◆ **Data provided**:
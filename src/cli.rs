//! CLI argument parsing with clap.

use clap::Parser;
use std::path::PathBuf;

#[derive(Parser, Debug, Default)]
#[command(name = "asnlist")]
#[command(
    author,
    version,
    about = "Sync a RouterOS firewall address-list with the IPv4 prefixes announced by ASNs"
)]
pub struct Cli {
    /// IP or DNS name of the RouterOS device
    #[arg(long)]
    pub router: Option<String>,

    /// API user on the device
    #[arg(long)]
    pub user: Option<String>,

    /// API password
    #[arg(long, env = "ASNLIST_PASSWORD", hide_env_values = true)]
    pub password: Option<String>,

    /// API port (default 8728, or 8729 with --ssl)
    #[arg(long)]
    pub port: Option<u16>,

    /// Connect to the API-SSL service
    #[arg(long)]
    pub ssl: bool,

    /// Accept self-signed or mismatched device certificates
    #[arg(long, requires = "ssl")]
    pub tls_insecure: bool,

    /// Address-list name to maintain
    #[arg(long)]
    pub list: Option<String>,

    /// ASNs to sync, comma separated
    #[arg(long = "asn", visible_alias = "ASN", value_delimiter = ',')]
    pub asns: Vec<String>,

    /// Verbose mode (debug output)
    #[arg(short, long)]
    pub verbose: bool,

    /// Cache time-to-live in seconds
    #[arg(long = "cachettl")]
    pub cache_ttl: Option<u64>,

    /// Directory holding the per-ASN cache files
    #[arg(long = "cachepath")]
    pub cache_path: Option<PathBuf>,

    /// YAML config file; command-line flags take precedence
    #[arg(short, long)]
    pub config: Option<PathBuf>,

    /// Prefix lookup service base URL
    #[arg(long)]
    pub api_url: Option<String>,

    /// Lookup request timeout in seconds
    #[arg(long)]
    pub fetch_timeout: Option<u64>,

    /// Bound on device connect and each device command, in seconds
    #[arg(long)]
    pub device_timeout: Option<u64>,

    /// Compute and log the changes without touching the address-list
    #[arg(long)]
    pub dry_run: bool,
}
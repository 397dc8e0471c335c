//! Sync command implementation.
//!
//! One pass over the configured ASNs, in order. Each ASN goes through
//! freshness check, refresh when stale, cache load, then a device session
//! that lists, diffs and applies. A failure aborts that ASN only.

use anyhow::{Context, Result};
use std::fmt;
use tracing::{debug, info, warn};

use crate::cache::CacheStore;
use crate::config::Config;
use crate::device::{DeviceConnector, DeviceSync, RouterOsConnector, TaggedList};
use crate::error::SyncError;
use crate::fetcher::{refresh, PrefixFetcher, PrefixSource};
use crate::fs_abstraction::FileSystem;
use crate::lock::LockGuard;
use crate::reconcile::diff;
use crate::utils::format_count;

/// Outcome of one successfully processed ASN
#[derive(Debug, Clone, PartialEq, Eq)]
pub struct AsnReport {
    pub asn: String,
    /// The cache was refreshed from the lookup service during this run
    pub refreshed: bool,
    /// Prefixes in the cache
    pub desired: usize,
    pub removed: usize,
    pub added: usize,
    /// Changes were computed but not applied
    pub dry_run: bool,
}

impl fmt::Display for AsnReport {
    fn fmt(&self, f: &mut fmt::Formatter<'_>) -> fmt::Result {
        let verb = if self.dry_run { "would " } else { "" };
        write!(
            f,
            "ASN {}: {} prefixes{}, {}remove {}, {}add {}",
            self.asn,
            format_count(self.desired),
            if self.refreshed { " (refreshed)" } else { "" },
            verb,
            self.removed,
            verb,
            self.added
        )
    }
}

/// Result of a whole run
#[derive(Debug, Default)]
pub struct RunSummary {
    pub reports: Vec<AsnReport>,
    /// ASNs skipped this run, with the error that stopped them
    pub failures: Vec<(String, SyncError)>,
}

impl RunSummary {
    pub fn total_removed(&self) -> usize {
        self.reports.iter().map(|r| r.removed).sum()
    }

    pub fn total_added(&self) -> usize {
        self.reports.iter().map(|r| r.added).sum()
    }

    pub fn is_complete(&self) -> bool {
        self.failures.is_empty()
    }
}

/// Run the sync command against the configured device and lookup service
pub async fn run(config: &Config) -> Result<RunSummary> {
    let cache = CacheStore::new(&config.cache_path, config.cache_ttl());
    cache
        .ensure_dir()
        .context("Failed to prepare cache directory")?;
    let _lock = LockGuard::acquire(cache.dir())?;

    let fetcher = PrefixFetcher::new(config)?;
    let connector = RouterOsConnector::from_config(config);

    Ok(run_with(config, &cache, &fetcher, &connector).await)
}

/// Process every configured ASN with the given collaborators
pub async fn run_with<F, S>(
    config: &Config,
    cache: &CacheStore<F>,
    source: &S,
    connector: &dyn DeviceConnector,
) -> RunSummary
where
    F: FileSystem,
    S: PrefixSource + ?Sized,
{
    let mut summary = RunSummary::default();

    for asn in &config.asns {
        match sync_asn(config, asn, cache, source, connector).await {
            Ok(report) => {
                info!("{}", report);
                summary.reports.push(report);
            }
            Err(e) => {
                warn!("ASN {} skipped: {}", asn, e);
                summary.failures.push((asn.clone(), e));
            }
        }
    }

    info!(
        "{} of {} ASNs synchronized to list '{}': {} removed, {} added{}",
        summary.reports.len(),
        config.asns.len(),
        config.list,
        summary.total_removed(),
        summary.total_added(),
        if config.dry_run { " (dry run)" } else { "" }
    );
    summary
}

/// Bring the device entries tagged for `asn` in line with its cached prefixes
pub async fn sync_asn<F, S>(
    config: &Config,
    asn: &str,
    cache: &CacheStore<F>,
    source: &S,
    connector: &dyn DeviceConnector,
) -> Result<AsnReport, SyncError>
where
    F: FileSystem,
    S: PrefixSource + ?Sized,
{
    let refreshed = if cache.is_fresh(asn) {
        debug!("ASN {}: using cached prefixes", asn);
        false
    } else {
        debug!(
            "ASN {}: cache stale or missing (ttl {}s), refreshing",
            asn,
            cache.ttl().as_secs()
        );
        refresh(source, asn, cache).await?;
        true
    };

    let desired = cache.load(asn)?;
    let scope = TaggedList::for_asn(&config.list, asn);

    let mut session = DeviceSync::connect(connector).await?;
    let outcome = reconcile_on_device(&mut session, &scope, &desired, config.dry_run).await;
    match session.disconnect().await {
        Ok(state) => debug!("ASN {}: session ended {:?}", asn, state),
        Err(e) => debug!("ASN {}: disconnect failed: {}", asn, e),
    }
    let (removed, added) = outcome?;

    Ok(AsnReport {
        asn: asn.to_string(),
        refreshed,
        desired: desired.len(),
        removed,
        added,
        dry_run: config.dry_run,
    })
}

/// List, diff, then apply removals before additions
async fn reconcile_on_device(
    session: &mut DeviceSync,
    scope: &TaggedList,
    desired: &[String],
    dry_run: bool,
) -> Result<(usize, usize), SyncError> {
    let current = session.list_tagged(scope).await?;
    let plan = diff(&current, desired);
    debug!(
        "{}: {} on device, {} desired, {} to remove, {} to add",
        scope,
        current.len(),
        desired.len(),
        plan.to_remove.len(),
        plan.to_add.len()
    );

    if dry_run {
        for address in &plan.to_remove {
            info!("[dry-run] would remove {} from {}", address, scope);
        }
        for address in &plan.to_add {
            info!("[dry-run] would add {} to {}", address, scope);
        }
        return Ok((plan.to_remove.len(), plan.to_add.len()));
    }

    let removed = session.apply_removals(scope, &plan.to_remove).await?;
    let added = session.apply_additions(scope, &plan.to_add).await?;
    Ok((removed, added))
}
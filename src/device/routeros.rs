//! RouterOS API session.
//!
//! Commands run one at a time: a command sentence is written, then replies
//! are read until `!done`. A `!trap` fails the command but the remaining
//! replies are still drained so the session stays usable.

use async_trait::async_trait;
use std::future::Future;
use std::io;
use std::time::Duration;
use tokio::io::{AsyncRead, AsyncWrite, AsyncWriteExt, BufStream};
use tokio::net::TcpStream;
use tracing::{debug, trace};
use zeroize::Zeroizing;

use super::protocol::{read_sentence, write_sentence, Reply, ReplyKind};
use super::{AddressListDevice, DeviceConnector, TaggedList};
use crate::config::{Config, SecureString};
use crate::error::{Result, SyncError};

const PRINT: &str = "/ip/firewall/address-list/print";
const REMOVE: &str = "/ip/firewall/address-list/remove";
const ADD: &str = "/ip/firewall/address-list/add";

/// Opens authenticated RouterOS API sessions (plain or TLS)
#[derive(Debug, Clone)]
pub struct RouterOsConnector {
    host: String,
    port: u16,
    user: String,
    password: SecureString,
    ssl: bool,
    tls_insecure: bool,
    timeout: Option<Duration>,
}

impl RouterOsConnector {
    pub fn from_config(config: &Config) -> Self {
        Self {
            host: config.router.clone(),
            port: config.device_port(),
            user: config.user.clone(),
            password: config.get_password(),
            ssl: config.ssl,
            tls_insecure: config.tls_insecure,
            timeout: config.device_timeout(),
        }
    }

    async fn open_tcp(&self) -> Result<TcpStream> {
        let target = format!("{}:{}", self.host, self.port);
        debug!("Connecting to RouterOS API at {}", target);
        within(self.timeout, TcpStream::connect((self.host.as_str(), self.port)))
            .await
            .map_err(|e| SyncError::Connection(format!("{}: {}", target, e)))
    }

    async fn open_tls(&self, tcp: TcpStream) -> Result<tokio_native_tls::TlsStream<TcpStream>> {
        let connector = native_tls::TlsConnector::builder()
            .danger_accept_invalid_certs(self.tls_insecure)
            .danger_accept_invalid_hostnames(self.tls_insecure)
            .build()
            .map_err(|e| SyncError::Connection(format!("TLS setup failed: {}", e)))?;
        let connector = tokio_native_tls::TlsConnector::from(connector);

        let handshake = async {
            connector
                .connect(&self.host, tcp)
                .await
                .map_err(|e| io::Error::new(io::ErrorKind::Other, e))
        };
        within(self.timeout, handshake).await.map_err(|e| {
            SyncError::Connection(format!("TLS handshake with {} failed: {}", self.host, e))
        })
    }
}

#[async_trait]
impl DeviceConnector for RouterOsConnector {
    async fn connect(&self) -> Result<Box<dyn AddressListDevice>> {
        let tcp = self.open_tcp().await?;
        if self.ssl {
            let tls = self.open_tls(tcp).await?;
            let mut session = RouterOsSession::new(tls, self.timeout);
            session.login(&self.user, &self.password).await?;
            Ok(Box::new(session))
        } else {
            let mut session = RouterOsSession::new(tcp, self.timeout);
            session.login(&self.user, &self.password).await?;
            Ok(Box::new(session))
        }
    }
}

/// Replies to one command
#[derive(Debug)]
pub struct Response {
    /// `!re` rows in arrival order
    pub rows: Vec<Reply>,
    /// The closing `!done`
    pub done: Reply,
}

/// An API session over any byte stream
pub struct RouterOsSession<S> {
    stream: BufStream<S>,
    timeout: Option<Duration>,
}

impl<S> RouterOsSession<S>
where
    S: AsyncRead + AsyncWrite + Unpin + Send,
{
    pub fn new(stream: S, timeout: Option<Duration>) -> Self {
        Self {
            stream: BufStream::new(stream),
            timeout,
        }
    }

    /// Authenticate with the post-6.43 plain login
    pub async fn login(&mut self, user: &str, password: &SecureString) -> Result<()> {
        let name = format!("=name={}", user);
        let password = Zeroizing::new(format!("=password={}", password.as_str()));

        let response = match self.run(&["/login", name.as_str(), password.as_str()]).await {
            Ok(response) => response,
            Err(SyncError::Protocol(msg)) => {
                return Err(SyncError::Connection(format!("login failed: {}", msg)))
            }
            Err(e) => return Err(e),
        };

        if response.done.get("ret").is_some() {
            return Err(SyncError::Connection(
                "device requested challenge login (RouterOS before 6.43), which is not supported"
                    .to_string(),
            ));
        }
        debug!("Logged in as {}", user);
        Ok(())
    }

    /// Run one command and collect its replies
    pub async fn run<W: AsRef<str> + Sync>(&mut self, words: &[W]) -> Result<Response> {
        let command = words.first().map(|w| w.as_ref()).unwrap_or_default().to_string();
        match self.timeout {
            Some(limit) => tokio::time::timeout(limit, self.exchange(words))
                .await
                .map_err(|_| {
                    SyncError::Protocol(format!(
                        "{}: no reply within {}s",
                        command,
                        limit.as_secs()
                    ))
                })?,
            None => self.exchange(words).await,
        }
    }

    async fn exchange<W: AsRef<str> + Sync>(&mut self, words: &[W]) -> Result<Response> {
        if let Some(command) = words.first() {
            trace!("-> {}", command.as_ref());
        }
        write_sentence(&mut self.stream, words)
            .await
            .map_err(transport_error)?;

        let mut rows = Vec::new();
        let mut trap: Option<String> = None;
        loop {
            let sentence = read_sentence(&mut self.stream)
                .await
                .map_err(transport_error)?;
            if sentence.is_empty() {
                continue;
            }
            let reply = Reply::parse(sentence).map_err(transport_error)?;
            trace!("<- {:?}", reply.kind);

            match reply.kind {
                ReplyKind::Re => rows.push(reply),
                ReplyKind::Empty => {}
                ReplyKind::Trap => {
                    if trap.is_none() {
                        trap = Some(reply.message());
                    }
                }
                ReplyKind::Fatal => {
                    return Err(SyncError::Protocol(format!(
                        "device closed the session: {}",
                        reply.message()
                    )))
                }
                ReplyKind::Done => {
                    return match trap {
                        Some(message) => Err(SyncError::Protocol(message)),
                        None => Ok(Response { rows, done: reply }),
                    }
                }
            }
        }
    }
}

#[async_trait]
impl<S> AddressListDevice for RouterOsSession<S>
where
    S: AsyncRead + AsyncWrite + Unpin + Send,
{
    async fn list_tagged(&mut self, scope: &TaggedList) -> Result<Vec<String>> {
        let list = format!("?list={}", scope.list);
        let comment = format!("?comment={}", scope.tag);
        let response = self
            .run(&[PRINT, list.as_str(), comment.as_str(), "=.proplist=address"])
            .await?;

        Ok(response
            .rows
            .iter()
            .filter_map(|row| row.get("address"))
            .map(with_prefix_len)
            .collect())
    }

    async fn find_ids(&mut self, scope: &TaggedList, address: &str) -> Result<Vec<String>> {
        let list = format!("?list={}", scope.list);
        let comment = format!("?comment={}", scope.tag);

        let mut ids = Vec::new();
        // Single hosts are printed without their /32
        let spellings = match address.strip_suffix("/32") {
            Some(host) => vec![address, host],
            None => vec![address],
        };
        for spelling in spellings {
            let query = format!("?address={}", spelling);
            let response = self
                .run(&[
                    PRINT,
                    list.as_str(),
                    comment.as_str(),
                    query.as_str(),
                    "=.proplist=.id",
                ])
                .await?;
            ids.extend(
                response
                    .rows
                    .iter()
                    .filter_map(|row| row.get(".id"))
                    .map(str::to_string),
            );
            if !ids.is_empty() {
                break;
            }
        }
        Ok(ids)
    }

    async fn remove(&mut self, id: &str) -> Result<()> {
        let id = format!("=.id={}", id);
        self.run(&[REMOVE, id.as_str()]).await?;
        Ok(())
    }

    async fn add(&mut self, scope: &TaggedList, address: &str) -> Result<()> {
        let list = format!("=list={}", scope.list);
        let address = format!("=address={}", address);
        let comment = format!("=comment={}", scope.tag);
        self.run(&[ADD, list.as_str(), address.as_str(), comment.as_str()])
            .await?;
        Ok(())
    }

    async fn close(&mut self) -> Result<()> {
        within(self.timeout, self.stream.shutdown())
            .await
            .map_err(transport_error)
    }
}

/// Bare IPv4 host addresses as `/32` prefixes
fn with_prefix_len(address: &str) -> String {
    if address.contains('/') {
        address.to_string()
    } else {
        format!("{}/32", address)
    }
}

async fn within<T, F>(limit: Option<Duration>, fut: F) -> io::Result<T>
where
    F: Future<Output = io::Result<T>>,
{
    match limit {
        Some(limit) => tokio::time::timeout(limit, fut).await.map_err(|_| {
            io::Error::new(
                io::ErrorKind::TimedOut,
                format!("timed out after {}s", limit.as_secs()),
            )
        })?,
        None => fut.await,
    }
}

fn transport_error(e: io::Error) -> SyncError {
    match e.kind() {
        io::ErrorKind::UnexpectedEof => {
            SyncError::Protocol("connection closed by device".to_string())
        }
        _ => SyncError::Protocol(e.to_string()),
    }
}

◆ **Problem to solve**:
Reproduce each line of the records in which "closed" appears.

◆ **Exercise result**:
                        "device closed the session: {}",
            SyncError::Protocol("connection closed by device".to_string())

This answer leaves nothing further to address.